(TASK REQUIREMENTS):
What you return must be every line below that includes the word "Failed".

[Collected data entries]
pub mod email;
pub mod invoice_status;
pub mod organization_id;
pub mod organization_role;
pub mod password;
pub mod slug;
pub mod user_id;

pub use email::Email;
pub use invoice_status::InvoiceStatus;
pub use organization_id::OrganizationId;
pub use organization_role::OrganizationRole;
pub use password::{HashedPassword, Password};
pub use slug::Slug;
pub use user_id::UserId;
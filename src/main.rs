use clientdesk::app;
use dotenvy::dotenv;
use sqlx::sqlite::SqlitePoolOptions;
use std::time::Duration;
use tracing_subscriber::{layer::SubscriberExt, util::SubscriberInitExt};

#[tokio::main]
async fn main() {
    // Load .env file (silently ignore if missing)
    dotenv().ok();

    // Initialise structured logging
    tracing_subscriber::registry()
        .with(
            tracing_subscriber::EnvFilter::try_from_default_env()
                .unwrap_or_else(|_| format!("{}=debug,tower_http=debug", env!("CARGO_PKG_NAME")).into()),
        )
        .with(tracing_subscriber::fmt::layer())
        .init();

    // Load config from environment
    let config = app::config::Config::from_env()
        .expect("Failed to load config (check DATABASE_URL and other env vars)");

    // Connect to SQLite
    let pool = SqlitePoolOptions::new()
        .max_connections(5)
        .acquire_timeout(Duration::from_secs(3))
        .connect(&config.database_url)
        .await
        .expect("Failed to connect to database");

    // Enable WAL mode and set busy timeout
    sqlx::query("PRAGMA journal_mode=WAL")
        .execute(&pool)
        .await
        .expect("Failed to set WAL mode");

    sqlx::query("PRAGMA busy_timeout=5000")
        .execute(&pool)
        .await
        .expect("Failed to set busy timeout");

    // Run embedded migrations on startup
    sqlx::migrate!("./migrations")
        .run(&pool)
        .await
        .expect("Failed to run database migrations");

    // Build the file store from config
    let files = app::storage::from_config(&config).unwrap_or_else(|e| {
        tracing::error!("Failed to initialize file store: {}", e);
        std::process::exit(1);
    });

    // Build the application state
    let state = app::AppState {
        db: pool,
        files,
        config,
    };
    let router = clientdesk::create_router(state);

    // Start the server
    let listener = tokio::net::TcpListener::bind("0.0.0.0:3000")
        .await
        .expect("Failed to bind to port 3000");

    tracing::info!("Listening on http://localhost:3000");

    axum::serve(listener, router).await.unwrap();
}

(EXERCISE RESPONSE):
        .expect("Failed to load config (check DATABASE_URL and other env vars)");
        .expect("Failed to connect to database");
        .expect("Failed to set WAL mode");
        .expect("Failed to set busy timeout");
        .expect("Failed to run database migrations");
        tracing::error!("Failed to initialize file store: {}", e);
        .expect("Failed to bind to port 3000");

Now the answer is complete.